Number of lines with the string "clap" in the entries below: report it, and nothing besides.

++++ Data section

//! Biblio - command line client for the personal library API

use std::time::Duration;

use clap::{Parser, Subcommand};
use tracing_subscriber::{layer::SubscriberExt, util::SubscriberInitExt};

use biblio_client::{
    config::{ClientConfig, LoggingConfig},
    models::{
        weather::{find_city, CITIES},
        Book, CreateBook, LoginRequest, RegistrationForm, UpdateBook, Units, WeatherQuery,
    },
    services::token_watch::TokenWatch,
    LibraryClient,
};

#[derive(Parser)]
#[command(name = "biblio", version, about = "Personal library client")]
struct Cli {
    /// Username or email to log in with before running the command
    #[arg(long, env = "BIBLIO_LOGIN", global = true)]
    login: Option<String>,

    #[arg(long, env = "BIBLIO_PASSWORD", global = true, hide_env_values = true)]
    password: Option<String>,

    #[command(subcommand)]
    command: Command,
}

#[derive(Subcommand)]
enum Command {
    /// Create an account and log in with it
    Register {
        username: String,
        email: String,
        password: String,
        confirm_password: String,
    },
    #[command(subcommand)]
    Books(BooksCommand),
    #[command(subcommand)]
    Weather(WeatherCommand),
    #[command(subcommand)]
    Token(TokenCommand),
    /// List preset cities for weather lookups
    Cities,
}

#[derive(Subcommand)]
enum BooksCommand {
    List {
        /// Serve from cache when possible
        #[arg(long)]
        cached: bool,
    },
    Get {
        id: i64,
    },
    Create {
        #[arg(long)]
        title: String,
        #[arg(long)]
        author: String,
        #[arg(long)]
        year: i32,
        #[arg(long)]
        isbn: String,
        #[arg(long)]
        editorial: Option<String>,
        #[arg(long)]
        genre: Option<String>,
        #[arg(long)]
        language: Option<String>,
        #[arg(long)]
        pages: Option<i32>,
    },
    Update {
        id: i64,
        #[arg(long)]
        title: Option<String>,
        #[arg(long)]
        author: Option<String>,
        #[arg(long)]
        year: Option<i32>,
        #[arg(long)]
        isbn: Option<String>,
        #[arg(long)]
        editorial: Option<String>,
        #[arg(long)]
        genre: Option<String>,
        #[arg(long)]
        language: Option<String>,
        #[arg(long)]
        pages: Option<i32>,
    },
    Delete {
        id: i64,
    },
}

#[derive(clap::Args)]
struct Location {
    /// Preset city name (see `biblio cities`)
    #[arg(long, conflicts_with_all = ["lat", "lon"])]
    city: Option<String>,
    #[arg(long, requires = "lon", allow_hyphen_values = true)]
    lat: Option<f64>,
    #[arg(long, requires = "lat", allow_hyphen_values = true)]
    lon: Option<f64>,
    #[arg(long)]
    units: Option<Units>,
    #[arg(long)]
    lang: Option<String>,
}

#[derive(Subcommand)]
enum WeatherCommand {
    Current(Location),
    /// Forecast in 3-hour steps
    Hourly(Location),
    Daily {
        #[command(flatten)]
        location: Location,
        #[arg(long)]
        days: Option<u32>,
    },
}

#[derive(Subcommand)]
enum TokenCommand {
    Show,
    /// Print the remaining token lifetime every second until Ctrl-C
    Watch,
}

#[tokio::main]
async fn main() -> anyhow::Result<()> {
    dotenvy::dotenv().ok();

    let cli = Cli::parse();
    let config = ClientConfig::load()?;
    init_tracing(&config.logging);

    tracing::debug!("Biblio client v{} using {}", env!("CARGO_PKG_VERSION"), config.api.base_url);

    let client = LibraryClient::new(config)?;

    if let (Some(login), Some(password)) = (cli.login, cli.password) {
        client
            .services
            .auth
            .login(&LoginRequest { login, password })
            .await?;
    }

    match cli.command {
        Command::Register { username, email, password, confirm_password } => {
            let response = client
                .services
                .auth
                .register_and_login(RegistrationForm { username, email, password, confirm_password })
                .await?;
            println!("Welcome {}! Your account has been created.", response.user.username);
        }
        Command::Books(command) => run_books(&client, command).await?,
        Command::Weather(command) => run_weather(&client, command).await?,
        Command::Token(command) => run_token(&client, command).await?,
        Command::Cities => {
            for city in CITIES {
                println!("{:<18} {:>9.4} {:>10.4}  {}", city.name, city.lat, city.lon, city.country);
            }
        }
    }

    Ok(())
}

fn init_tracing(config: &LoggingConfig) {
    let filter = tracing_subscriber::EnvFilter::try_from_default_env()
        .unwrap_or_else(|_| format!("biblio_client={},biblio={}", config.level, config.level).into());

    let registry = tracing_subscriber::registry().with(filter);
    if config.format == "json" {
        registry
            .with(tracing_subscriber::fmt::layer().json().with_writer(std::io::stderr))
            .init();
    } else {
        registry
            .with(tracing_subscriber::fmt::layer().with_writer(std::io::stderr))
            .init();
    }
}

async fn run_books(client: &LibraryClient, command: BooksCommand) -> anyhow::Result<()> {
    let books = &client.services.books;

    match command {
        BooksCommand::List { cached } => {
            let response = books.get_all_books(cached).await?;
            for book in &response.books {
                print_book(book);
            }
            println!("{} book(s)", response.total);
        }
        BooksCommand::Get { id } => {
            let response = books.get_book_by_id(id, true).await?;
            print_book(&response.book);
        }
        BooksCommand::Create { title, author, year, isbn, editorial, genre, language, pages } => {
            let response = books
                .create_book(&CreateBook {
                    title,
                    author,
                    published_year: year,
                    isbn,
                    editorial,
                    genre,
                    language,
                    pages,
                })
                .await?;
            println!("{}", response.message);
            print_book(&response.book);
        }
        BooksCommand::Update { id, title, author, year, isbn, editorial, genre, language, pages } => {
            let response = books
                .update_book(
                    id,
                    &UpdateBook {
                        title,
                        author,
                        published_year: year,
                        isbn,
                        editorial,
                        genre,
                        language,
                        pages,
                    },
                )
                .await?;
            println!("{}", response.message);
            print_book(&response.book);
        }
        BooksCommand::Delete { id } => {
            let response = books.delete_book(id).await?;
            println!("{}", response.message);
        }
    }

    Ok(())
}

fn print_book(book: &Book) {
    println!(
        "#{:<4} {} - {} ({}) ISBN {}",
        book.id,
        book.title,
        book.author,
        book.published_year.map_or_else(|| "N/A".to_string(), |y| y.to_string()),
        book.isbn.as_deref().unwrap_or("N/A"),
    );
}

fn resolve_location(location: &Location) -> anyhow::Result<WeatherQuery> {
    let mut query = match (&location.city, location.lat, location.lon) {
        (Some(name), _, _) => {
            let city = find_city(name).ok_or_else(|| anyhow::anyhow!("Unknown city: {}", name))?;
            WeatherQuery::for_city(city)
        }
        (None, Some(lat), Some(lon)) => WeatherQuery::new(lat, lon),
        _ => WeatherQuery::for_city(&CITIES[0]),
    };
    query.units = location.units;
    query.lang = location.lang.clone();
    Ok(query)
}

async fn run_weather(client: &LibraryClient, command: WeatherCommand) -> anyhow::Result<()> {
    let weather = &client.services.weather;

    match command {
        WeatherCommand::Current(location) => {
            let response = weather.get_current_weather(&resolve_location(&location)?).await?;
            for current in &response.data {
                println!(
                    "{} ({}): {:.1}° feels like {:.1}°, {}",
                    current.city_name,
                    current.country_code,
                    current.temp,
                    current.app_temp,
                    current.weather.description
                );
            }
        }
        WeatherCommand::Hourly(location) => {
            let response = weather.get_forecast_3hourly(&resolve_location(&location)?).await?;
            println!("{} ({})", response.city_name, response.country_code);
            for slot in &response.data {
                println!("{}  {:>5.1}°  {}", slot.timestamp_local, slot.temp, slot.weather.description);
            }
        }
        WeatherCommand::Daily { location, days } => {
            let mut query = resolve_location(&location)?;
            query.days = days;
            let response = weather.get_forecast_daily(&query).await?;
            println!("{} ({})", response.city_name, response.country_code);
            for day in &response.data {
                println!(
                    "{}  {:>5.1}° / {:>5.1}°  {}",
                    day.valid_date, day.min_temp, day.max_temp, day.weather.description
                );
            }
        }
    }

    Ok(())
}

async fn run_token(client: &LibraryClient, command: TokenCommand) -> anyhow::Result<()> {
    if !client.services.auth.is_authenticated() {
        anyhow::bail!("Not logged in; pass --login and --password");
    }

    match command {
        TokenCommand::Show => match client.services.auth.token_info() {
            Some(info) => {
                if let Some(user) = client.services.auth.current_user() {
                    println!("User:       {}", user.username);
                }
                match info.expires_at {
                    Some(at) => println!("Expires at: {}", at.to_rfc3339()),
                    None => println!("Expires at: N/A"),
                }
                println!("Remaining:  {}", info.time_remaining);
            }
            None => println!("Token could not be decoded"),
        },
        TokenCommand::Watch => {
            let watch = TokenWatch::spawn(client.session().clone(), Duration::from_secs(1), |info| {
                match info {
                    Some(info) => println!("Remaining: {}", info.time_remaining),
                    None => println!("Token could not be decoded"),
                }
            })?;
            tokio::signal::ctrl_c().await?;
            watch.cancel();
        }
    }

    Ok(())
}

++++++++

Reply to the exercise.
2